• **TASK**
Set down exactly the entries below, beginning at their first line and ending at the line with "is the password.".

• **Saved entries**
_ _ _ _ _

use std::{env, ffi::OsString, io, process::ExitCode};

use anyhow::{Context, Result};
use clap::Parser;
use tracing::{debug, Level};

use nthash_core::ntlm_hex;

/// Printed on standard output when the arguments are wrong.
const USAGE: &str = "Usage: nthash <password>";

/// The environment variable used to set the log level.
const LOG_ENV: &str = "NTHASH_LOG";

/// Prints the NTLM hash of a password in uppercase hexadecimal.
// There are no flags: anything given, even "--help", is the password.
#[derive(Parser)]
#[clap(
    name = "nthash",
    disable_help_flag = true,
    disable_version_flag = true
)]
struct Cli {
    /// The password to hash.
    #[clap(value_parser, allow_hyphen_values = true)]
    password: OsString,
}

/// Logs go to stderr so that stdout only contains the digest.
fn init_tracing() {
    let level = env::var(LOG_ENV)
        .ok()
        .and_then(|level| level.parse().ok())
        .unwrap_or(Level::WARN);

    tracing_subscriber::fmt()
        .with_writer(io::stderr)
        .with_max_level(level)
        .init();
}

/// Returns the line to print for a parsed command line.
fn run(cli: Cli) -> Result<String> {
    let password = cli
        .password
        .to_str()
        .context("The password is not valid Unicode")?;

    debug!(chars = password.chars().count(), "hashing password");

    Ok(ntlm_hex(password))
}

/// The result of an invocation.
#[derive(Debug)]
enum Outcome {
    /// The digest, printed on stdout.
    Digest(String),
    /// The arguments are wrong, the usage is printed on stdout.
    Usage,
    /// The password could not be hashed, the error is printed on stderr.
    Error(anyhow::Error),
}

impl Outcome {
    fn exit_code(&self) -> ExitCode {
        match self {
            Self::Digest(_) => ExitCode::SUCCESS,
            Self::Usage | Self::Error(_) => ExitCode::FAILURE,
        }
    }

    /// The line to print, without its newline.
    fn message(&self) -> String {
        match self {
            Self::Digest(digest) => digest.clone(),
            Self::Usage => USAGE.to_owned(),
            Self::Error(err) => format!("Error: {err:#}"),
        }
    }

    fn print(&self) {
        match self {
            Self::Error(_) => eprintln!("{}", self.message()),
            _ => println!("{}", self.message()),
        }
    }
}

/// Handles a full command line, program name included.
fn execute<I, T>(args: I) -> Outcome
where
    I: IntoIterator<Item = T>,
    T: Into<OsString>,
{
    let args = args.into_iter().map(Into::into).collect::<Vec<OsString>>();

    // The count is checked on the raw arguments, since clap gives "--" a special meaning.
    let [program, password] = match <[OsString; 2]>::try_from(args) {
        Ok(args) => args,
        Err(args) => {
            debug!(count = args.len().saturating_sub(1), "wrong argument count");
            return Outcome::Usage;
        }
    };

    // everything after the escape is a value, "--" included
    let cli = match Cli::try_parse_from([program, OsString::from("--"), password]) {
        Ok(cli) => cli,
        Err(err) => {
            debug!(kind = ?err.kind(), "rejected command line");
            return Outcome::Usage;
        }
    };

    match run(cli) {
        Ok(digest) => Outcome::Digest(digest),
        Err(err) => Outcome::Error(err),
    }
}

fn main() -> ExitCode {
    init_tracing();

    let outcome = execute(env::args_os());
    outcome.print();
    outcome.exit_code()
}
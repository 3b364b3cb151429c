//! MD4 and NTLM password hashing.
//!
//! ```
//! use nthash_core::{md4, ntlm_hex};
//!
//! assert_eq!(md4(b"abc").to_hex_lower(), "a448017aaf21d8525fc10ae87aa6729d");
//! assert_eq!(ntlm_hex("password"), "8846F7EAEE8FB117AD06BDD830B7586C");
//! ```

mod digest;
mod error;
mod hash;
pub mod md4;
mod ntlm;

pub use digest::{Digest, DIGEST_SIZE};
pub use error::{NtHashError, NtHashResult};
pub use hash::{hash_batch, HashFunction};
pub use self::md4::{md4, BLOCK_SIZE};
pub use ntlm::{ntlm, ntlm_hex, ntlm_utf16, utf16_le};
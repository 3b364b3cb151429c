use std::{fmt::Display, str::FromStr};

use rayon::prelude::*;
use tracing::debug;

use crate::{
    error::{NtHashError, NtHashResult},
    md4::md4,
    ntlm::ntlm,
    Digest, DIGEST_SIZE,
};

/// All the supported hash functions.
#[derive(Copy, Clone, Debug, PartialEq, Eq, Hash)]
pub enum HashFunction {
    Ntlm,
    Md4,
}

impl HashFunction {
    /// Hashes a text input.
    /// MD4 works on the UTF-8 bytes of the input, NTLM on its UTF-16LE encoding.
    pub fn hash(&self, input: &str) -> Digest {
        match self {
            Self::Ntlm => ntlm(input),
            Self::Md4 => md4(input.as_bytes()),
        }
    }

    /// Returns the size of the digest produced, in bytes.
    pub fn digest_size(&self) -> usize {
        DIGEST_SIZE
    }
}

impl Display for HashFunction {
    fn fmt(&self, f: &mut std::fmt::Formatter<'_>) -> std::fmt::Result {
        write!(f, "{self:?}")
    }
}

impl FromStr for HashFunction {
    type Err = NtHashError;

    fn from_str(s: &str) -> NtHashResult<Self> {
        match s.to_ascii_lowercase().as_str() {
            "ntlm" => Ok(Self::Ntlm),
            "md4" => Ok(Self::Md4),
            _ => Err(NtHashError::UnknownHashFunction(s.to_owned())),
        }
    }
}

/// Hashes many independent inputs in parallel.
/// The digests are returned in the order of the inputs.
pub fn hash_batch<S>(hash_function: HashFunction, inputs: &[S]) -> Vec<Digest>
where
    S: AsRef<str> + Sync,
{
    debug!(%hash_function, count = inputs.len(), "hashing batch");

    inputs
        .par_iter()
        .map(|input| hash_function.hash(input.as_ref()))
        .collect()
}
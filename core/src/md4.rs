//! A from-scratch MD4 (RFC 1320) implementation.

use tracing::trace;

use crate::{Digest, DIGEST_SIZE};

/// The size of a MD4 block, in bytes.
pub const BLOCK_SIZE: usize = 64;

/// Where the message length starts in the last padded block.
const LENGTH_OFFSET: usize = BLOCK_SIZE - 8;

/// The state every message starts from.
pub const INITIAL_STATE: [u32; 4] = [0x67452301, 0xEFCDAB89, 0x98BADCFE, 0x10325476];

const ROUND_1_SHIFTS: [u32; 4] = [3, 7, 11, 19];
const ROUND_2_SHIFTS: [u32; 4] = [3, 5, 9, 13];
const ROUND_3_SHIFTS: [u32; 4] = [3, 9, 11, 15];

const ROUND_2_CONSTANT: u32 = 0x5A827999;
const ROUND_3_CONSTANT: u32 = 0x6ED9EBA1;

/// The order in which the third round reads the block words.
const ROUND_3_ORDER: [usize; 16] = [0, 8, 4, 12, 2, 10, 6, 14, 1, 9, 5, 13, 3, 11, 7, 15];

#[inline]
fn md4_f(x: u32, y: u32, z: u32) -> u32 {
    (x & y) | (!x & z)
}

#[inline]
fn md4_g(x: u32, y: u32, z: u32) -> u32 {
    (x & y) | (x & z) | (y & z)
}

#[inline]
fn md4_h(x: u32, y: u32, z: u32) -> u32 {
    x ^ y ^ z
}

#[inline]
fn md4_ff(a: u32, b: u32, c: u32, d: u32, x: u32, s: u32) -> u32 {
    a.wrapping_add(md4_f(b, c, d))
        .wrapping_add(x)
        .rotate_left(s)
}

#[inline]
fn md4_gg(a: u32, b: u32, c: u32, d: u32, x: u32, s: u32) -> u32 {
    a.wrapping_add(md4_g(b, c, d))
        .wrapping_add(x)
        .wrapping_add(ROUND_2_CONSTANT)
        .rotate_left(s)
}

#[inline]
fn md4_hh(a: u32, b: u32, c: u32, d: u32, x: u32, s: u32) -> u32 {
    a.wrapping_add(md4_h(b, c, d))
        .wrapping_add(x)
        .wrapping_add(ROUND_3_CONSTANT)
        .rotate_left(s)
}

/// Returns the number of blocks `pad` produces for a message of `len` bytes.
/// The padding needs at least one marker byte and the 8 bytes of the length.
pub fn padded_block_count(len: usize) -> usize {
    (len + 1 + 8).div_ceil(BLOCK_SIZE)
}

/// Pads a message so that its length is a multiple of the block size.
///
/// The message is followed by a `0x80` marker, as many zeroes as needed to reach
/// 56 bytes modulo 64, and the bit length of the original message encoded
/// as a little-endian `u64`.
/// The bit length wraps around for messages longer than 2^61 bytes.
pub fn pad(message: &[u8]) -> Vec<u8> {
    let bit_len = (message.len() as u64).wrapping_mul(8);

    let mut padded = Vec::with_capacity(padded_block_count(message.len()) * BLOCK_SIZE);
    padded.extend_from_slice(message);
    padded.push(0x80);

    let zeroes = (LENGTH_OFFSET + BLOCK_SIZE - padded.len() % BLOCK_SIZE) % BLOCK_SIZE;
    padded.resize(padded.len() + zeroes, 0);
    padded.extend_from_slice(&bit_len.to_le_bytes());

    padded
}

/// Reads a block as 16 little-endian words.
fn decode_block(block: &[u8]) -> [u32; 16] {
    let mut words = [0; 16];
    for (word, bytes) in words.iter_mut().zip(block.chunks_exact(4)) {
        *word = u32::from_le_bytes([bytes[0], bytes[1], bytes[2], bytes[3]]);
    }

    words
}

fn compress(state: [u32; 4], x: &[u32; 16]) -> [u32; 4] {
    let [mut a, mut b, mut c, mut d] = state;

    for i in (0..16).step_by(4) {
        a = md4_ff(a, b, c, d, x[i], ROUND_1_SHIFTS[0]);
        d = md4_ff(d, a, b, c, x[i + 1], ROUND_1_SHIFTS[1]);
        c = md4_ff(c, d, a, b, x[i + 2], ROUND_1_SHIFTS[2]);
        b = md4_ff(b, c, d, a, x[i + 3], ROUND_1_SHIFTS[3]);
    }

    // words are taken column-wise
    for i in 0..4 {
        a = md4_gg(a, b, c, d, x[i], ROUND_2_SHIFTS[0]);
        d = md4_gg(d, a, b, c, x[i + 4], ROUND_2_SHIFTS[1]);
        c = md4_gg(c, d, a, b, x[i + 8], ROUND_2_SHIFTS[2]);
        b = md4_gg(b, c, d, a, x[i + 12], ROUND_2_SHIFTS[3]);
    }

    for k in ROUND_3_ORDER.chunks_exact(4) {
        a = md4_hh(a, b, c, d, x[k[0]], ROUND_3_SHIFTS[0]);
        d = md4_hh(d, a, b, c, x[k[1]], ROUND_3_SHIFTS[1]);
        c = md4_hh(c, d, a, b, x[k[2]], ROUND_3_SHIFTS[2]);
        b = md4_hh(b, c, d, a, x[k[3]], ROUND_3_SHIFTS[3]);
    }

    [
        state[0].wrapping_add(a),
        state[1].wrapping_add(b),
        state[2].wrapping_add(c),
        state[3].wrapping_add(d),
    ]
}

/// Runs the compression function over one block and returns the next state.
pub fn process_block(state: [u32; 4], block: &[u8; BLOCK_SIZE]) -> [u32; 4] {
    compress(state, &decode_block(block))
}

/// Hashes a message using MD4.
pub fn md4(message: &[u8]) -> Digest {
    let padded = pad(message);

    let state = padded
        .chunks_exact(BLOCK_SIZE)
        .fold(INITIAL_STATE, |state, block| {
            compress(state, &decode_block(block))
        });

    trace!(
        len = message.len(),
        blocks = padded.len() / BLOCK_SIZE,
        "md4 digest computed"
    );

    let mut digest = [0; DIGEST_SIZE];
    for (bytes, word) in digest.chunks_exact_mut(4).zip(state) {
        bytes.copy_from_slice(&word.to_le_bytes());
    }

    Digest::from(digest)
}
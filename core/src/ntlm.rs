use crate::{
    error::{NtHashError, NtHashResult},
    md4::md4,
    Digest,
};

/// UTF-16LE encodes a password.
/// Characters outside of the BMP become a surrogate pair.
#[inline]
pub fn utf16_le(password: &str) -> Vec<u8> {
    password
        .encode_utf16()
        .flat_map(|unit| unit.to_le_bytes())
        .collect()
}

/// Hashes a password using NTLM.
#[inline]
pub fn ntlm(password: &str) -> Digest {
    md4(&utf16_le(password))
}

/// Hashes a password using NTLM and returns it in uppercase hexadecimal,
/// the way it is stored in `sambaNTPassword` attributes.
pub fn ntlm_hex(password: &str) -> String {
    ntlm(password).to_hex_upper()
}

/// Hashes a password already split into UTF-16 code units.
///
/// Windows does not guarantee that the units it hands over are well-formed.
/// An unpaired surrogate is rejected rather than replaced, since a lossy
/// conversion would silently produce a different hash than the one Windows computes.
pub fn ntlm_utf16(units: &[u16]) -> NtHashResult<Digest> {
    let mut index = 0;
    for decoded in char::decode_utf16(units.iter().copied()) {
        match decoded {
            Ok(c) => index += c.len_utf16(),
            Err(err) => {
                return Err(NtHashError::UnpairedSurrogate {
                    index,
                    unit: err.unpaired_surrogate(),
                })
            }
        }
    }

    let bytes = units
        .iter()
        .flat_map(|unit| unit.to_le_bytes())
        .collect::<Vec<_>>();

    Ok(md4(&bytes))
}

#[cfg(test)]
mod tests {
    use crate::{error::NtHashError, md4::md4};

    use super::{ntlm, ntlm_hex, ntlm_utf16, utf16_le};

    #[test]
    fn test_ntlm() {
        assert_eq!(
            ntlm("password").as_bytes(),
            &[
                0x88u8, 0x46, 0xF7, 0xEA, 0xEE, 0x8F, 0xB1, 0x17, 0xAD, 0x06, 0xBD, 0xD8, 0x30,
                0xB7, 0x58, 0x6C,
            ]
        );

        assert_eq!(
            ntlm("abc").as_bytes(),
            &[
                0xE0, 0xFB, 0xA3, 0x82, 0x68, 0xD0, 0xEC, 0x66, 0xEF, 0x1C, 0xB4, 0x52, 0xD5, 0x88,
                0x5E, 0x53
            ]
        );
    }

    #[test]
    fn test_ntlm_hex() {
        assert_eq!(ntlm_hex(""), "31D6CFE0D16AE931B73C59D7E0C089C0");
        assert_eq!(ntlm_hex("Password"), "A4F49C406510BDCAB6824EE7C30FD852");
        assert_eq!(ntlm_hex("-x"), "923AAC95A92C44F44EA8B66CACD43D0F");
    }

    #[test]
    fn test_ntlm_empty_is_md4_empty() {
        assert_eq!(ntlm(""), md4(b""));
    }

    #[test]
    fn test_ntlm_unicode() {
        assert_eq!(ntlm_hex("pässwörd"), "0553152250AC01ADB4213CB9938663E4");
        assert_eq!(ntlm_hex("日本語"), "CED13822047F22CE2B3E7D763955F48E");
        assert_eq!(ntlm_hex("😀"), "4B58A10CC20A4E7D808D218E1F80AABC");
    }

    #[test]
    fn test_ntlm_block_boundary() {
        // 27 characters take 54 bytes, 28 take 56 and spill into a second block
        assert_eq!(
            ntlm_hex(&"a".repeat(27)),
            "3F9798B4E3C435593074A9EF81662507"
        );
        assert_eq!(
            ntlm_hex(&"a".repeat(28)),
            "7D4A56633580793AA26AD0259F60280B"
        );
    }

    #[test]
    fn test_utf16_le() {
        assert_eq!(utf16_le(""), Vec::<u8>::new());
        assert_eq!(utf16_le("ab"), [b'a', 0, b'b', 0]);
        assert_eq!(utf16_le("é"), [0xE9, 0x00]);
        assert_eq!(utf16_le("€"), [0xAC, 0x20]);
        // U+1F600 is D83D DE00
        assert_eq!(utf16_le("😀"), [0x3D, 0xD8, 0x00, 0xDE]);
    }

    #[test]
    fn test_ntlm_utf16() {
        let units = "pässwörd😀".encode_utf16().collect::<Vec<_>>();
        assert_eq!(ntlm_utf16(&units).unwrap(), ntlm("pässwörd😀"));
        assert_eq!(ntlm_utf16(&[]).unwrap(), ntlm(""));
    }

    #[test]
    fn test_ntlm_utf16_unpaired_surrogate() {
        let lone_high = [0x0061, 0xD83D, 0x0062];
        assert!(matches!(
            ntlm_utf16(&lone_high),
            Err(NtHashError::UnpairedSurrogate {
                index: 1,
                unit: 0xD83D
            })
        ));

        let lone_low = [0xD83D, 0xDE00, 0xDE00];
        assert!(matches!(
            ntlm_utf16(&lone_low),
            Err(NtHashError::UnpairedSurrogate {
                index: 2,
                unit: 0xDE00
            })
        ));
    }
}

_ _ _ _ _

• **ANSWER TO THIS EXERCISE**
use std::{env, ffi::OsString, io, process::ExitCode};

use anyhow::{Context, Result};
use clap::Parser;
use tracing::{debug, Level};

use nthash_core::ntlm_hex;

/// Printed on standard output when the arguments are wrong.
const USAGE: &str = "Usage: nthash <password>";

/// The environment variable used to set the log level.
const LOG_ENV: &str = "NTHASH_LOG";

/// Prints the NTLM hash of a password in uppercase hexadecimal.
// There are no flags: anything given, even "--help", is the password.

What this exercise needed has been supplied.